* [What you have to do]: Only one span of the listing below should come back. It runs from the line with "let (ex, ey)" through the line with "let a2 = (s.count", and each of its lines must be reproduced exactly.

* [Dataset entries]:
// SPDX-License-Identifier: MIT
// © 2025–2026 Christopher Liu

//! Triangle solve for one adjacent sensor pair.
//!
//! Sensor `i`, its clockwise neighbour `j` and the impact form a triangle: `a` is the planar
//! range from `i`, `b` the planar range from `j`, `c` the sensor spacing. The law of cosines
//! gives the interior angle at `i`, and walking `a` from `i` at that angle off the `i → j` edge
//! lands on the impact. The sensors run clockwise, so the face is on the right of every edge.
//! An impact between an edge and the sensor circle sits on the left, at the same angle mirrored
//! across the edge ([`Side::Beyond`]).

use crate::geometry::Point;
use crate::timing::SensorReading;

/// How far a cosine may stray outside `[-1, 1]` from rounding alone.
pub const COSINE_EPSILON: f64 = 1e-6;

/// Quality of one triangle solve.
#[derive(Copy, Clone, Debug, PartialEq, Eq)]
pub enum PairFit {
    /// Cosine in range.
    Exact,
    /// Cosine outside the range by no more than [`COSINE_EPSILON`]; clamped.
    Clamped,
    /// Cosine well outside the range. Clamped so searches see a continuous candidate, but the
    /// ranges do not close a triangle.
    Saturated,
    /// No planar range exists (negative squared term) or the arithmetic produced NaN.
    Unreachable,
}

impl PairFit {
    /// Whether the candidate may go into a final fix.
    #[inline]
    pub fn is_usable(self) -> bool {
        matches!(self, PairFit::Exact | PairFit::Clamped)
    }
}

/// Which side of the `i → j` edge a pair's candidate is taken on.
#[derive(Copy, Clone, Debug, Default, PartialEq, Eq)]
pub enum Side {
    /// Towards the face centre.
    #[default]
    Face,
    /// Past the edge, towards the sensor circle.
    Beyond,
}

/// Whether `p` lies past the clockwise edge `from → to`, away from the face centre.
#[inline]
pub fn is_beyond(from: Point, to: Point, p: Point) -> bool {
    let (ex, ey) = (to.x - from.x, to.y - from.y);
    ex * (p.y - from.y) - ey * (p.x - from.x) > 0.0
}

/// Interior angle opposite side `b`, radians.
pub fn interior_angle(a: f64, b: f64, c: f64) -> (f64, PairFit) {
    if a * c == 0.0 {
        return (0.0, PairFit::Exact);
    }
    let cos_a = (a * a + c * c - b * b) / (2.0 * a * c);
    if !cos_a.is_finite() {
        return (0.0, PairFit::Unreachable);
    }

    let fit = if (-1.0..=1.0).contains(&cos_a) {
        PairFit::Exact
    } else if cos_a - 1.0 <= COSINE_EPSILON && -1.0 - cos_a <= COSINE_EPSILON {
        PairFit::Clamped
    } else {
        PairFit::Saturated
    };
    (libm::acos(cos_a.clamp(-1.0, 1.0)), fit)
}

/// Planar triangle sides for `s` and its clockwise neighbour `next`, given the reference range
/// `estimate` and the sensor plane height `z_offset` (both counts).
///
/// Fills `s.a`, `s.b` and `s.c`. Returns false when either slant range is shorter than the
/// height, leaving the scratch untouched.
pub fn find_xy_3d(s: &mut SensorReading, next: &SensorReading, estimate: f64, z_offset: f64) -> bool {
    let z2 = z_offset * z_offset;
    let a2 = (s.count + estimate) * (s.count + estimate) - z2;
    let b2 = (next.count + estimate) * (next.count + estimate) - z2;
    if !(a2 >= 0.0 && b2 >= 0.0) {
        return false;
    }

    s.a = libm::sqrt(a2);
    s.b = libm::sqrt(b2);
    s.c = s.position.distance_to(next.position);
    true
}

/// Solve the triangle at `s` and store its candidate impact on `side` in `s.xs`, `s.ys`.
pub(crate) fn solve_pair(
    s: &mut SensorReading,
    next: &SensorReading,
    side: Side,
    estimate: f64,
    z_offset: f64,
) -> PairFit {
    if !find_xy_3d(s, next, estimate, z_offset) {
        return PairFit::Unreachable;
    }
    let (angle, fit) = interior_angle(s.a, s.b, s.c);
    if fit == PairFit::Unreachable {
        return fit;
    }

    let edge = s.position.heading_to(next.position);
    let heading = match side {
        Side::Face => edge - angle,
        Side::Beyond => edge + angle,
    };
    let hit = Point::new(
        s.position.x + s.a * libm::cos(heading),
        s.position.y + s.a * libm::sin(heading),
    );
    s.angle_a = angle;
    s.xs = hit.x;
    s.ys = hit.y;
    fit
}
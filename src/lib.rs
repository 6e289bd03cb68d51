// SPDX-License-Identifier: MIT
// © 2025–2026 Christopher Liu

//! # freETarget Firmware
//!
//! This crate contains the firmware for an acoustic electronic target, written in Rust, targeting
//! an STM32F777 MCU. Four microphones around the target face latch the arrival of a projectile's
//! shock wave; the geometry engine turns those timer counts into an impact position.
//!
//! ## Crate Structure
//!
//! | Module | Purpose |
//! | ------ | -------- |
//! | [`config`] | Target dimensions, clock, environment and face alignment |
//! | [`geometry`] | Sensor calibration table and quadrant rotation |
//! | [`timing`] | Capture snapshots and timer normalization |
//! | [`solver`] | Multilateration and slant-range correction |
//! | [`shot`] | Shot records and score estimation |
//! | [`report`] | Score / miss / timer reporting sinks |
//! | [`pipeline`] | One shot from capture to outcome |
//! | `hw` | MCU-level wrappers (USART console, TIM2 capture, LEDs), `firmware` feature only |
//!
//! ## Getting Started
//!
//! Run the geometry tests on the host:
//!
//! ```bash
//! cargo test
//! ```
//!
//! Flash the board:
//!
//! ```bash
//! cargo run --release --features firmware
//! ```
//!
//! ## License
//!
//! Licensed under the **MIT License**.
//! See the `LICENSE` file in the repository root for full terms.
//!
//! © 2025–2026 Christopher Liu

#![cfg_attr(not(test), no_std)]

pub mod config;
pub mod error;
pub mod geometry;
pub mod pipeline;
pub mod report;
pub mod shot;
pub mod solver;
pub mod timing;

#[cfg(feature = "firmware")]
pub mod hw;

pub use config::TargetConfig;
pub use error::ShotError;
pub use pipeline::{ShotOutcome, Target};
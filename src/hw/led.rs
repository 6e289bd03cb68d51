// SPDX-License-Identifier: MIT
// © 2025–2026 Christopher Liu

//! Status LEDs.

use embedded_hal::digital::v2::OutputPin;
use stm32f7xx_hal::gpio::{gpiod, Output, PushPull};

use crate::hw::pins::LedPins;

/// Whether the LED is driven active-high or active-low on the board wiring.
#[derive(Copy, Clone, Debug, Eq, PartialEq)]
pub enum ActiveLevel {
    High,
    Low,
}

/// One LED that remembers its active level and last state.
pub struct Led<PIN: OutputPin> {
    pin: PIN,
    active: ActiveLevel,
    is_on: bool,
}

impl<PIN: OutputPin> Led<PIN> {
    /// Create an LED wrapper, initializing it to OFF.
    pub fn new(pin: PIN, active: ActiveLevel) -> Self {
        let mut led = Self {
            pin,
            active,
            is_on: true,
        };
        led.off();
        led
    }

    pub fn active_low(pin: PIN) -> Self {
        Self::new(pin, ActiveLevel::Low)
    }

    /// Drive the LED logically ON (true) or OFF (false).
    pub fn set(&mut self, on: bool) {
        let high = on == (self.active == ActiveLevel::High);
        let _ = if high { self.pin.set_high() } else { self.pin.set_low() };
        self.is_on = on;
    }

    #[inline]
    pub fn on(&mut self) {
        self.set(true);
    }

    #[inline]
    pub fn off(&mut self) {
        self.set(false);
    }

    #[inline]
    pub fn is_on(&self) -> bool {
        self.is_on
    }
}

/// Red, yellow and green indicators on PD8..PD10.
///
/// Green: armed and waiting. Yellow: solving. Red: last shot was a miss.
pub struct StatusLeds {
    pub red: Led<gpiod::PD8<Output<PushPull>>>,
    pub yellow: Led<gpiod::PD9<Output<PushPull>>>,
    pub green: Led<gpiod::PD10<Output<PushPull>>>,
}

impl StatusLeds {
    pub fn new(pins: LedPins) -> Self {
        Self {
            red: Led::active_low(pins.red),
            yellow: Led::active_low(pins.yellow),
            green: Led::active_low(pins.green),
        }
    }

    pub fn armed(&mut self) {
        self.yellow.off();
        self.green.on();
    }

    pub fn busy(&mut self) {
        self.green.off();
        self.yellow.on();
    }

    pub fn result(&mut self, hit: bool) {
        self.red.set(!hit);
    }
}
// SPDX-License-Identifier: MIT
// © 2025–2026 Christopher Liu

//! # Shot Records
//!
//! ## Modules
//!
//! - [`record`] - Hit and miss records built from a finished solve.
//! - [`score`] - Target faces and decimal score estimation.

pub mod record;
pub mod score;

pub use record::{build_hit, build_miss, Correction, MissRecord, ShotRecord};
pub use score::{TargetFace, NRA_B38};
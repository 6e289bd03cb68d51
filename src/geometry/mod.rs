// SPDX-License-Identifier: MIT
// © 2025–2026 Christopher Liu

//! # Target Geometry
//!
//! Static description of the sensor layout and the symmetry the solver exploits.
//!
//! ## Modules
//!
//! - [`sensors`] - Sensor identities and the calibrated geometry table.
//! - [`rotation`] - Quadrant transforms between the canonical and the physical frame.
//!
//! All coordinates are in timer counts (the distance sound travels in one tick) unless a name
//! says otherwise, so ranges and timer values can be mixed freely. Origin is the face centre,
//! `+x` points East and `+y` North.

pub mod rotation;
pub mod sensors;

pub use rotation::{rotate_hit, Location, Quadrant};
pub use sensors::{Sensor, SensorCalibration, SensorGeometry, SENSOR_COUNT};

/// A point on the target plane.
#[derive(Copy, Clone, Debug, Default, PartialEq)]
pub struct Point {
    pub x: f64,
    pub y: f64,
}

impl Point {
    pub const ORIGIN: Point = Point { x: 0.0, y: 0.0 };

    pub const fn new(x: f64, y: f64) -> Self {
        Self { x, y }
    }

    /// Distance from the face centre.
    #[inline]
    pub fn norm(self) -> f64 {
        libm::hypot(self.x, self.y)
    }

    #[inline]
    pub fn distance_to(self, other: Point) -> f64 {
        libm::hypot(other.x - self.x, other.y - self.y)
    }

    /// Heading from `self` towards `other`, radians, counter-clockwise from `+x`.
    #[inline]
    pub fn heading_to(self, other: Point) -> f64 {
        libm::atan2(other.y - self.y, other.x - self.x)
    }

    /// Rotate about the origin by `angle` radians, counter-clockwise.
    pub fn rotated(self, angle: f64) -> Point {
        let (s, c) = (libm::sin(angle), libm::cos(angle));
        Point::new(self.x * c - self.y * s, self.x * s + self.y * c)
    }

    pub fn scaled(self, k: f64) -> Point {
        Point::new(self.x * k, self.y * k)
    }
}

* [Final answer]:
    let (ex, ey) = (to.x - from.x, to.y - from.y);
    ex * (p.y - from.y) - ey * (p.x - from.x) > 0.0
}

/// Interior angle opposite side `b`, radians.
pub fn interior_angle(a: f64, b: f64, c: f64) -> (f64, PairFit) {
    if a * c == 0.0 {
        return (0.0, PairFit::Exact);
    }
    let cos_a = (a * a + c * c - b * b) / (2.0 * a * c);
    if !cos_a.is_finite() {
        return (0.0, PairFit::Unreachable);
    }

    let fit = if (-1.0..=1.0).contains(&cos_a) {
        PairFit::Exact
    } else if cos_a - 1.0 <= COSINE_EPSILON && -1.0 - cos_a <= COSINE_EPSILON {
        PairFit::Clamped
    } else {
        PairFit::Saturated
    };
    (libm::acos(cos_a.clamp(-1.0, 1.0)), fit)
}

/// Planar triangle sides for `s` and its clockwise neighbour `next`, given the reference range
/// `estimate` and the sensor plane height `z_offset` (both counts).
///
/// Fills `s.a`, `s.b` and `s.c`. Returns false when either slant range is shorter than the
/// height, leaving the scratch untouched.
pub fn find_xy_3d(s: &mut SensorReading, next: &SensorReading, estimate: f64, z_offset: f64) -> bool {
    let z2 = z_offset * z_offset;
    let a2 = (s.count + estimate) * (s.count + estimate) - z2;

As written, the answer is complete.